[Stored entries]
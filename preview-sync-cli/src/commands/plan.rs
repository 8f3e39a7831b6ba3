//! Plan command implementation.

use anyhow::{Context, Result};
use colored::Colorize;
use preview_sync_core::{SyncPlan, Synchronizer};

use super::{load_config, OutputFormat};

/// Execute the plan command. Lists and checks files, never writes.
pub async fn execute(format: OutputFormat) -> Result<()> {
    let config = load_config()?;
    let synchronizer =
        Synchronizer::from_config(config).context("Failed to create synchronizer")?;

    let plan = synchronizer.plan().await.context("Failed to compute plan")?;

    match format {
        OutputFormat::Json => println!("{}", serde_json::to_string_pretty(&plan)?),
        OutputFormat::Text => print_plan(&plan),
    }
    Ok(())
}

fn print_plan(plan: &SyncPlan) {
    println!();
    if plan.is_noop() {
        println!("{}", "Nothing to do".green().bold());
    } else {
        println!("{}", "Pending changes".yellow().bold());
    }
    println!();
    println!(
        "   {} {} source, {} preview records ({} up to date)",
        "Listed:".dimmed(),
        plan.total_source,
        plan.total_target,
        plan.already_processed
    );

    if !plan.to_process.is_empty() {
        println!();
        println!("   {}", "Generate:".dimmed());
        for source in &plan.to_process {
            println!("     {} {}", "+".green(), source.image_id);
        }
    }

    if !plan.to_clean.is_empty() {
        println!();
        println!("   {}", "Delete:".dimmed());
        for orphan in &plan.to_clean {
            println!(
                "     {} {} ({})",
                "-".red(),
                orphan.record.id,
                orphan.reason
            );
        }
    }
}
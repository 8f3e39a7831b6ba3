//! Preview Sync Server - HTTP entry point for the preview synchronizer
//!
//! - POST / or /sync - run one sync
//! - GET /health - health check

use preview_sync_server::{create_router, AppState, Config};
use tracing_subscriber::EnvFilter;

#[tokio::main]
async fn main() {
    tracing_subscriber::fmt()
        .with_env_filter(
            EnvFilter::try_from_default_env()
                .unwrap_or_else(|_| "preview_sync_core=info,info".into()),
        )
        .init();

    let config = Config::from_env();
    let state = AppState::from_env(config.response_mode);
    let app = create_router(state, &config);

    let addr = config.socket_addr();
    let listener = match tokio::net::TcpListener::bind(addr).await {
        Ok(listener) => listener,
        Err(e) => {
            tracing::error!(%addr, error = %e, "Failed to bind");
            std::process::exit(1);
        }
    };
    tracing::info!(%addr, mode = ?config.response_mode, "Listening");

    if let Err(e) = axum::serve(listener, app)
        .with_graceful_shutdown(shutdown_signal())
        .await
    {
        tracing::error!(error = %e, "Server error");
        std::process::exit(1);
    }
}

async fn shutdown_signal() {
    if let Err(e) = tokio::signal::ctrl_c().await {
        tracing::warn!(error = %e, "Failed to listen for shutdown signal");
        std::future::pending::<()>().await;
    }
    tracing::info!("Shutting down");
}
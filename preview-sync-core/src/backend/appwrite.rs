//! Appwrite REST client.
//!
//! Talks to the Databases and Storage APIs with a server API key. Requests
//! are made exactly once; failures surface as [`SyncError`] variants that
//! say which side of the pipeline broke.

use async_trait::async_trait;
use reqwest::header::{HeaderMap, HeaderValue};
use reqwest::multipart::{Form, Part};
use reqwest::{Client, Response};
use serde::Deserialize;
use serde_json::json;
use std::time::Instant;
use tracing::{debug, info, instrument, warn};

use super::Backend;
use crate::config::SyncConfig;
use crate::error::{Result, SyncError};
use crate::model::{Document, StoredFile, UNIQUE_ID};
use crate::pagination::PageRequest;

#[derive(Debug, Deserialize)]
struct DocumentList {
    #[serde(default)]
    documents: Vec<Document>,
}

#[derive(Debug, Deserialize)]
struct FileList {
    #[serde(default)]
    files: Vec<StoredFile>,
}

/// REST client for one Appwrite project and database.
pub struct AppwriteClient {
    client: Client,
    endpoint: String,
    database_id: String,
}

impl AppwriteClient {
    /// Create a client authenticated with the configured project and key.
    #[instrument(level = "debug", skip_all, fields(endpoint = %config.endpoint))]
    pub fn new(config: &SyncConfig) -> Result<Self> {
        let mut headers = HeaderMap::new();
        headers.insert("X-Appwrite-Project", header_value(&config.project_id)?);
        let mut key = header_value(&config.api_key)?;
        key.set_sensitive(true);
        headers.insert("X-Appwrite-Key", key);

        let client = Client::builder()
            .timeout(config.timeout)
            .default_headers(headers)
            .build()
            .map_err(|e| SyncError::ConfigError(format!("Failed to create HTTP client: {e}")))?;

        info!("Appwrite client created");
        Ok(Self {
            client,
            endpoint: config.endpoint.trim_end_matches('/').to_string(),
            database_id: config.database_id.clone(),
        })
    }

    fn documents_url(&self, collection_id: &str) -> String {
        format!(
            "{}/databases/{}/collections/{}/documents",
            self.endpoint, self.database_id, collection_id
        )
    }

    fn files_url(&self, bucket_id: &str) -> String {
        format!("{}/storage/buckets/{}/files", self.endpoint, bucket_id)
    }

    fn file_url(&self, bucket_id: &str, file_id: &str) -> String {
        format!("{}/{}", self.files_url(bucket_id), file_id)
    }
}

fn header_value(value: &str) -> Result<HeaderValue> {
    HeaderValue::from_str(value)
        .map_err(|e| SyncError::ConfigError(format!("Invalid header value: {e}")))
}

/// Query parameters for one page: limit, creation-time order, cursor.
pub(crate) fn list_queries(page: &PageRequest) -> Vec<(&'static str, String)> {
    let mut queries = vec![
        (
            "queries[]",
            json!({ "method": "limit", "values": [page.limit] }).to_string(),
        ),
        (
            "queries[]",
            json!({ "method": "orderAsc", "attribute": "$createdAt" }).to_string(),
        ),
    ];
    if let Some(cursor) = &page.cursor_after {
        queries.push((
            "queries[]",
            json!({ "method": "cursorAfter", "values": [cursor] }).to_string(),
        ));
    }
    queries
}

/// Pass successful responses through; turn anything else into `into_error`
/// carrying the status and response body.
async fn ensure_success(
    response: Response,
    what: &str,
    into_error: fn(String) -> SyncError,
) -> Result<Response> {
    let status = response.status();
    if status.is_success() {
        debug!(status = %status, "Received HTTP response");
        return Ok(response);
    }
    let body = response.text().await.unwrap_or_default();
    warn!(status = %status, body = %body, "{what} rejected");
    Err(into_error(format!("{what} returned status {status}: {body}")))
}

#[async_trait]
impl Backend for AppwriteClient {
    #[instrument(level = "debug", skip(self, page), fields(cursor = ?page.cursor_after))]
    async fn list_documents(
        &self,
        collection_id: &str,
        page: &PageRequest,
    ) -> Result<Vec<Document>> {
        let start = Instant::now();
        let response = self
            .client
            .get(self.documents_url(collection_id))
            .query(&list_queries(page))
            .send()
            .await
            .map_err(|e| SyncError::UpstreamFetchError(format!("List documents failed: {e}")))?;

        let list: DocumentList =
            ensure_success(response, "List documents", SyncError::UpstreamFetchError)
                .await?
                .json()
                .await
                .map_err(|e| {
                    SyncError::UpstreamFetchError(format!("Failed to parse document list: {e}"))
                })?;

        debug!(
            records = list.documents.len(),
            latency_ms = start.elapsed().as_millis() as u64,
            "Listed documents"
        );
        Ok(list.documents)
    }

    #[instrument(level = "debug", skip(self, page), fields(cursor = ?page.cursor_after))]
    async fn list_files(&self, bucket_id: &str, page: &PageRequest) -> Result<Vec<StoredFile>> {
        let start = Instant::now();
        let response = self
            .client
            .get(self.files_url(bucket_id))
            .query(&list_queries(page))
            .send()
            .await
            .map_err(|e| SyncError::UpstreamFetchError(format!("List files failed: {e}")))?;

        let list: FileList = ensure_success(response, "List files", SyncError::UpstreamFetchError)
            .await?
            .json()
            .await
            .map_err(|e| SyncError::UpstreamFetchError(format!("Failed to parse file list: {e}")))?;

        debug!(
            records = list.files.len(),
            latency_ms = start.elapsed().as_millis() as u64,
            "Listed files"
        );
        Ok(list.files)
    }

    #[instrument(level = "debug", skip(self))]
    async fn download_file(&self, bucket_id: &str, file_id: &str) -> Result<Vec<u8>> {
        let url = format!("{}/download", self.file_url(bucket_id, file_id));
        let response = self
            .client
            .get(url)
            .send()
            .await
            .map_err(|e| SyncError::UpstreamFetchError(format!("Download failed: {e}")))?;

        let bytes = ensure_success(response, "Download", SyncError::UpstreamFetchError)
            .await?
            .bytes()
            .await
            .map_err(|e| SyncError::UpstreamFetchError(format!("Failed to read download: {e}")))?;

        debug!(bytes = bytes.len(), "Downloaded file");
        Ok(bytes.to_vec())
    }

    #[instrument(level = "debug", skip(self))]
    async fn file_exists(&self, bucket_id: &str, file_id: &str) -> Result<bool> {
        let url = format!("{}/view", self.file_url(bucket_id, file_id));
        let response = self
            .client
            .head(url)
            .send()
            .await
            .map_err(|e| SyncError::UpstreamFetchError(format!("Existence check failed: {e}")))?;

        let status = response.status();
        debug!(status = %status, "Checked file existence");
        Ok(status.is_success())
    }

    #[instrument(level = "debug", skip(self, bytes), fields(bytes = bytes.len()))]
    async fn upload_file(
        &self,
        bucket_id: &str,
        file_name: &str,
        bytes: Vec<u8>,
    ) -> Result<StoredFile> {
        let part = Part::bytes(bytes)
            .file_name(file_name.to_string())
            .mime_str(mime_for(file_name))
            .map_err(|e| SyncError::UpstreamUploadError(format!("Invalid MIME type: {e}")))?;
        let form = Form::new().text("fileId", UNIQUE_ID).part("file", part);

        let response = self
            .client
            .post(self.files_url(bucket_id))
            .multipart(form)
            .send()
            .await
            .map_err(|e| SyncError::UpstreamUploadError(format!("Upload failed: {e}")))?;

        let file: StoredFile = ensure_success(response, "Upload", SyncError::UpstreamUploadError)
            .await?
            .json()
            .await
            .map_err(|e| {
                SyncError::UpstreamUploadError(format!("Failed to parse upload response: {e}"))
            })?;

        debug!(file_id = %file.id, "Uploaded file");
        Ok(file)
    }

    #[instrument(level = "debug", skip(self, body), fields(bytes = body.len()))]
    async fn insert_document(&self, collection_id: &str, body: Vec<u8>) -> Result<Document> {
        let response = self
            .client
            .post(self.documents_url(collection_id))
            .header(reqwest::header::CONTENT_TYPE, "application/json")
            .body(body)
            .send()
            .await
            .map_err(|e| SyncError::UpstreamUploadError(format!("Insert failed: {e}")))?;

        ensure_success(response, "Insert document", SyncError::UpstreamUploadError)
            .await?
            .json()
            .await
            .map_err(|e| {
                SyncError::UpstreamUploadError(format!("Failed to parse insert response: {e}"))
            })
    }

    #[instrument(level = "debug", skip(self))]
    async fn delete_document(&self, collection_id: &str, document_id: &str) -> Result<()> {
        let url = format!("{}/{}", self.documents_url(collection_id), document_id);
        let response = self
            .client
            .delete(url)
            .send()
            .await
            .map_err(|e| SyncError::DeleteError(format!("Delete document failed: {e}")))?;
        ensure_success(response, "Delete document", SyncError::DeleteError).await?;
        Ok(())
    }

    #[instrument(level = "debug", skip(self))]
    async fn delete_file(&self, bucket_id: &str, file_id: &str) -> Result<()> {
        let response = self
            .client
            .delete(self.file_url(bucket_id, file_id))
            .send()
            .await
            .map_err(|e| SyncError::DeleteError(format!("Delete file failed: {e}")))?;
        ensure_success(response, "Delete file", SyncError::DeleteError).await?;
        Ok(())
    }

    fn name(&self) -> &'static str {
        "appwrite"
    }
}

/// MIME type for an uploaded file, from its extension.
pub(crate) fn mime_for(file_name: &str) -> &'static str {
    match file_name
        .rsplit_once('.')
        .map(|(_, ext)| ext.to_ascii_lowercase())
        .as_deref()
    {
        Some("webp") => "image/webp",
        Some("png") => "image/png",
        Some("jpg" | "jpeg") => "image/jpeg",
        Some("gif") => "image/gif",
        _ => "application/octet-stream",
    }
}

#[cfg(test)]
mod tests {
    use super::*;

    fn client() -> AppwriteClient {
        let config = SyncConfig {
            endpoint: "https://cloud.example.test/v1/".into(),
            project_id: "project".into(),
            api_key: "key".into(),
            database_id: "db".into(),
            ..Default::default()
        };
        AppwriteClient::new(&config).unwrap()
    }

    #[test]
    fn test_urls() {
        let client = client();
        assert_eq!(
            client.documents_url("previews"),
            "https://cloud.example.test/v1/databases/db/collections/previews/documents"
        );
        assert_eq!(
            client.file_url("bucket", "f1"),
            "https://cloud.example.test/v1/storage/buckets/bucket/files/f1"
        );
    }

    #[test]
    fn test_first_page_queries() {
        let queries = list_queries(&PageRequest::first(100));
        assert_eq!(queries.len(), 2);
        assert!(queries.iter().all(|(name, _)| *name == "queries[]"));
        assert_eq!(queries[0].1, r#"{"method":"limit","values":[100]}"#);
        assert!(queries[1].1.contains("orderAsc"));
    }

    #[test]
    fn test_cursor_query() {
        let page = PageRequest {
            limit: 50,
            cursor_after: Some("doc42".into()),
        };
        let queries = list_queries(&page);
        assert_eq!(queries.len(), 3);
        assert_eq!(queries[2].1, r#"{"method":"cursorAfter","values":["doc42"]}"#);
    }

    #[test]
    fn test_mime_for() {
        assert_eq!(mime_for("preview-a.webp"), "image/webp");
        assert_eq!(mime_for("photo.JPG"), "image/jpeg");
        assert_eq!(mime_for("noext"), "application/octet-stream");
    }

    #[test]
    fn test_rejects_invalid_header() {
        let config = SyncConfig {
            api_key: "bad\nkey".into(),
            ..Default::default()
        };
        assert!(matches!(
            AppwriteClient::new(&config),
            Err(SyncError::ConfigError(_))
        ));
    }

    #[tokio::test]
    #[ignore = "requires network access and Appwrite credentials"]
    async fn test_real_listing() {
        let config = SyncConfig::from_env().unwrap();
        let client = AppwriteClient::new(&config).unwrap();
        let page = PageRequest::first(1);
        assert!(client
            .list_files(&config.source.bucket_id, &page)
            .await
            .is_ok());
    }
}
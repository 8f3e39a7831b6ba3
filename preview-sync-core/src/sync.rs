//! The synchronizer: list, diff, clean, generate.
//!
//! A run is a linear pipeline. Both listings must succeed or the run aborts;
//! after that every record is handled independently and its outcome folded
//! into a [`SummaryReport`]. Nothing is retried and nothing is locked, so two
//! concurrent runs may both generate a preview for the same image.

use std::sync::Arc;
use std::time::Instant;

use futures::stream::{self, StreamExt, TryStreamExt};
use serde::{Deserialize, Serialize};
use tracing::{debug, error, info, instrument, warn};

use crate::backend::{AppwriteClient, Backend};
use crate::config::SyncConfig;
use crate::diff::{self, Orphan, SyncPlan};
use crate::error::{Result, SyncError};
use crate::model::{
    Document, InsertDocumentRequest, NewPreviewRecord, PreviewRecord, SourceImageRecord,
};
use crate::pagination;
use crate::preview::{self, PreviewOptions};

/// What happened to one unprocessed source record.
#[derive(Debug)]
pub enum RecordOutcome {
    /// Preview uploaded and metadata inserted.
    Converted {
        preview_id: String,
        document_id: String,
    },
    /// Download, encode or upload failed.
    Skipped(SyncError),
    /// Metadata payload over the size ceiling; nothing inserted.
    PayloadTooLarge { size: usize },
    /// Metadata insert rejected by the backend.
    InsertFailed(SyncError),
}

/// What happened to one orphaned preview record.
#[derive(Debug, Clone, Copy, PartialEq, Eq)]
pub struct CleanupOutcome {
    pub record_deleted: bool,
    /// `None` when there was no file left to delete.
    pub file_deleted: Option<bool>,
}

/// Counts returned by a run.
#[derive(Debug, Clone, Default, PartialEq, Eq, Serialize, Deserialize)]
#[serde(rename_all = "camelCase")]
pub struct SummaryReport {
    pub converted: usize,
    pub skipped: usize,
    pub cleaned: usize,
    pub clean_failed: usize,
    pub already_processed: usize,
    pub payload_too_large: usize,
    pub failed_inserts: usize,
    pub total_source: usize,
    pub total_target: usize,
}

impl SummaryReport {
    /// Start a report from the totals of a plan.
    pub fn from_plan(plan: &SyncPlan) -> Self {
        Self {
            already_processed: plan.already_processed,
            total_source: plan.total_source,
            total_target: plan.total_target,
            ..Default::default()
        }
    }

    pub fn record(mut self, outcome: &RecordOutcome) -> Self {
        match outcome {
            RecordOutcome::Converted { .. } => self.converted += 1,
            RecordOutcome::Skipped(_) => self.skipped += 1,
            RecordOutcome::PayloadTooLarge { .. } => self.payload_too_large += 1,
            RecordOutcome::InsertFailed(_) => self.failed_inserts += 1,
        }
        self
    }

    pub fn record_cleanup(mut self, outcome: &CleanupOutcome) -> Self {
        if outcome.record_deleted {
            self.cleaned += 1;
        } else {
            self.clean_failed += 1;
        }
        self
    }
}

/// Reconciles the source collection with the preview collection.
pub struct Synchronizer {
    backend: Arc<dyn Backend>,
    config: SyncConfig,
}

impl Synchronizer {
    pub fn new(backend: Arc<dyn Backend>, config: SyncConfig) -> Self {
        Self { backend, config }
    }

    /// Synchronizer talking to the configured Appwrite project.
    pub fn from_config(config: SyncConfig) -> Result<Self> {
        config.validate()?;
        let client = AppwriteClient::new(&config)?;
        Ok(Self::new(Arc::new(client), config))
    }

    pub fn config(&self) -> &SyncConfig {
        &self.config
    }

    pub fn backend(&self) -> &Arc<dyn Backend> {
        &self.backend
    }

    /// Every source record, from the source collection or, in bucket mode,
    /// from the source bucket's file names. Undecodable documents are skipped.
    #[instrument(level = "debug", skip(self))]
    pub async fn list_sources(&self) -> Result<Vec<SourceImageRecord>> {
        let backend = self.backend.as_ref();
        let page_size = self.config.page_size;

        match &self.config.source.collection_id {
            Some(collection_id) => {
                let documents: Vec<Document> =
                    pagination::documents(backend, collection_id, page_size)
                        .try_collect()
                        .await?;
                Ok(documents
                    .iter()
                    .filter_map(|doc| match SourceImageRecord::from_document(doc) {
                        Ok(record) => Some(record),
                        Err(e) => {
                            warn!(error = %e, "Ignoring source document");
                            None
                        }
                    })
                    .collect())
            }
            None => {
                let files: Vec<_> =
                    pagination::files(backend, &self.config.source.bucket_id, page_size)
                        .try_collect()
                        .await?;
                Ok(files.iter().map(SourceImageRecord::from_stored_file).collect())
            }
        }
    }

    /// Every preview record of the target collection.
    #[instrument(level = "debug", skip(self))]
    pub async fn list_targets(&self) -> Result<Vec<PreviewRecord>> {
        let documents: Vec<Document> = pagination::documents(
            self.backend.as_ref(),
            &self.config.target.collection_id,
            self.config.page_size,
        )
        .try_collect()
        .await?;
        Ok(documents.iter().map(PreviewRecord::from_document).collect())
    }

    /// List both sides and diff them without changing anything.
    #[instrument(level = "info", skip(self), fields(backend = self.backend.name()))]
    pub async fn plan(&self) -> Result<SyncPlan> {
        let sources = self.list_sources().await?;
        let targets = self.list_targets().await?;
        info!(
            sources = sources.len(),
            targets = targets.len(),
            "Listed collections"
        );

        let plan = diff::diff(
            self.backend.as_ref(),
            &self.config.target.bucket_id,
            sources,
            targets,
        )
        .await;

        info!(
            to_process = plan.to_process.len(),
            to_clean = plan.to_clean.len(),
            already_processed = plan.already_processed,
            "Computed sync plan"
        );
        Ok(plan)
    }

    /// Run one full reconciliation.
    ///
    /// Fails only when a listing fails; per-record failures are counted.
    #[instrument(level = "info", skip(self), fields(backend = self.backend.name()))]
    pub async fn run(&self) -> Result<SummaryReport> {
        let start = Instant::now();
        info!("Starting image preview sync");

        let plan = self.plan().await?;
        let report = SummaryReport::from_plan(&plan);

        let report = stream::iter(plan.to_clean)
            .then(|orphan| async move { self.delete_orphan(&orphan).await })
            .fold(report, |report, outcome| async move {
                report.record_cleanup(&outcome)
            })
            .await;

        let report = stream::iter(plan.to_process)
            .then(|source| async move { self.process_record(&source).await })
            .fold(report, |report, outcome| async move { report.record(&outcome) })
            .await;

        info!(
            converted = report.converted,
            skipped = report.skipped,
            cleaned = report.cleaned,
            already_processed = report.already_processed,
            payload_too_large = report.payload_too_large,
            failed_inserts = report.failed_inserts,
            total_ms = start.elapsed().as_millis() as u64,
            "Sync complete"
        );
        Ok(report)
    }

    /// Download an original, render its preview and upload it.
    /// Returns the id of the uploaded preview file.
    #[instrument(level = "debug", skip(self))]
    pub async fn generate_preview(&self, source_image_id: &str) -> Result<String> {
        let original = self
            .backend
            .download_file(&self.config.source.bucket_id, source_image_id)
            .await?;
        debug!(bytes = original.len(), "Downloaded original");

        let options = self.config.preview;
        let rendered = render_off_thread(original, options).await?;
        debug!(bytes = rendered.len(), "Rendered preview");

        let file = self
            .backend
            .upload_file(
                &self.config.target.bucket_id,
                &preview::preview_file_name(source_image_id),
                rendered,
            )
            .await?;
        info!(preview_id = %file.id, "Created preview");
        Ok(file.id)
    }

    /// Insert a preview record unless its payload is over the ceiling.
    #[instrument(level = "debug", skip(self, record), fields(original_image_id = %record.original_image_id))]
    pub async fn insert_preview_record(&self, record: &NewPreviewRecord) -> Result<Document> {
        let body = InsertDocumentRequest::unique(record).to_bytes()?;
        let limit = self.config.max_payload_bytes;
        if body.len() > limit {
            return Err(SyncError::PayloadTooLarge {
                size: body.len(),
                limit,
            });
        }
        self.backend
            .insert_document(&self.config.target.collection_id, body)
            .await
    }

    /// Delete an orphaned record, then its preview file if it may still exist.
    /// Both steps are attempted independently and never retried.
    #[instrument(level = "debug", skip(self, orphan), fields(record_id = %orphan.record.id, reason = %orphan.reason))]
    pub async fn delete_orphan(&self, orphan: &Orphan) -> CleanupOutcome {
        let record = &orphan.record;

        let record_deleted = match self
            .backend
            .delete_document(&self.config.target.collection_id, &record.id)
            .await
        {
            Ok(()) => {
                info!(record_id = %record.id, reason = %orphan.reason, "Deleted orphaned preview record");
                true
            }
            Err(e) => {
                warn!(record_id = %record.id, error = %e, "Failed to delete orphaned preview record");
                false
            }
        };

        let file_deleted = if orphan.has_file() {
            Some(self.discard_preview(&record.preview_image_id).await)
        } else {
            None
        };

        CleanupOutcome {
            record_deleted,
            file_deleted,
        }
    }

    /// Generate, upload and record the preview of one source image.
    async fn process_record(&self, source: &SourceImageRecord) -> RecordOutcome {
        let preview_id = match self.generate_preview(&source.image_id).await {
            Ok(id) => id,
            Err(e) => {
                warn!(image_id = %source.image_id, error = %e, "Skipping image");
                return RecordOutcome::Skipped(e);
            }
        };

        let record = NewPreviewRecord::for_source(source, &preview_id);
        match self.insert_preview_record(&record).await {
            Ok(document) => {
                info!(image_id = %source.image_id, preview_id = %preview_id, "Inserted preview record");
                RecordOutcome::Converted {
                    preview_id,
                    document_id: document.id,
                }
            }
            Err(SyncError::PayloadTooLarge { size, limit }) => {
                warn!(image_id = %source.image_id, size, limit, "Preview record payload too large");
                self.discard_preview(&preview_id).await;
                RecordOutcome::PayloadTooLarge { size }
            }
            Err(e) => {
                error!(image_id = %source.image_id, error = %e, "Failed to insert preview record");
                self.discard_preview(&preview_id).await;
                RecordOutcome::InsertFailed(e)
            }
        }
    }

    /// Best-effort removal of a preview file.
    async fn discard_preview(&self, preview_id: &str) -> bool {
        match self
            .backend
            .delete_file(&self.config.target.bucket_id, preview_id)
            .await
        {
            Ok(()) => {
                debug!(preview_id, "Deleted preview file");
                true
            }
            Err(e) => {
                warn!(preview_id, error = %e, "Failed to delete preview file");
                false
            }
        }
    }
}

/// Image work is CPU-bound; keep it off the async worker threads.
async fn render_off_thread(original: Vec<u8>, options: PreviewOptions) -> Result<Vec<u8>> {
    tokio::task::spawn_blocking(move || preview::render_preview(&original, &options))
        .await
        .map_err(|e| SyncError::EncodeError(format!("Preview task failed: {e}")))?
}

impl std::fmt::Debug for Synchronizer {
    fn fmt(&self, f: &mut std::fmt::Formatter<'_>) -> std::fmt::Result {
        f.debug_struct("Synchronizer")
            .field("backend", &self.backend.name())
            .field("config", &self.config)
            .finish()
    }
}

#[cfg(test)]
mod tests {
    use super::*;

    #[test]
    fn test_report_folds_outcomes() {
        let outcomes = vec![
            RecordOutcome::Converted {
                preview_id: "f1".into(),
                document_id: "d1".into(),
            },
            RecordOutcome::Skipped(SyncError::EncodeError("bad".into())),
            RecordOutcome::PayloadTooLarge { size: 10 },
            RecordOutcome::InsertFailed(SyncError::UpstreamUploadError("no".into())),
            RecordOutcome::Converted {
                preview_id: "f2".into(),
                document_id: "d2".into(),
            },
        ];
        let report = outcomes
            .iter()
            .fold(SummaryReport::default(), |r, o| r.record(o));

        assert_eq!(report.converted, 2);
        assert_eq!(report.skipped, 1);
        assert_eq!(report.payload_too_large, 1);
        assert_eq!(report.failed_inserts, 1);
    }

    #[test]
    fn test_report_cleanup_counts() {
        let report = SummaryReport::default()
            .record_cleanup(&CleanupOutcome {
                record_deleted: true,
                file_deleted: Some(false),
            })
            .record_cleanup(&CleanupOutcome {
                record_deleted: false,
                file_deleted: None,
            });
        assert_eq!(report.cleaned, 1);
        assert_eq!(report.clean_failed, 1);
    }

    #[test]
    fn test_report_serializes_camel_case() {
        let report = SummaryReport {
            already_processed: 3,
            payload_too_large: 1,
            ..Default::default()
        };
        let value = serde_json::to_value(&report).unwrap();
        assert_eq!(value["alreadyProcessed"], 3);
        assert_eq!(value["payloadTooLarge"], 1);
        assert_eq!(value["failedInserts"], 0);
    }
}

** Required action **
Every line above carrying the word "jpeg" needs to be shown.

** Response for this exercise **
        Some("jpg" | "jpeg") => "image/jpeg",
        assert_eq!(mime_for("photo.JPG"), "image/jpeg");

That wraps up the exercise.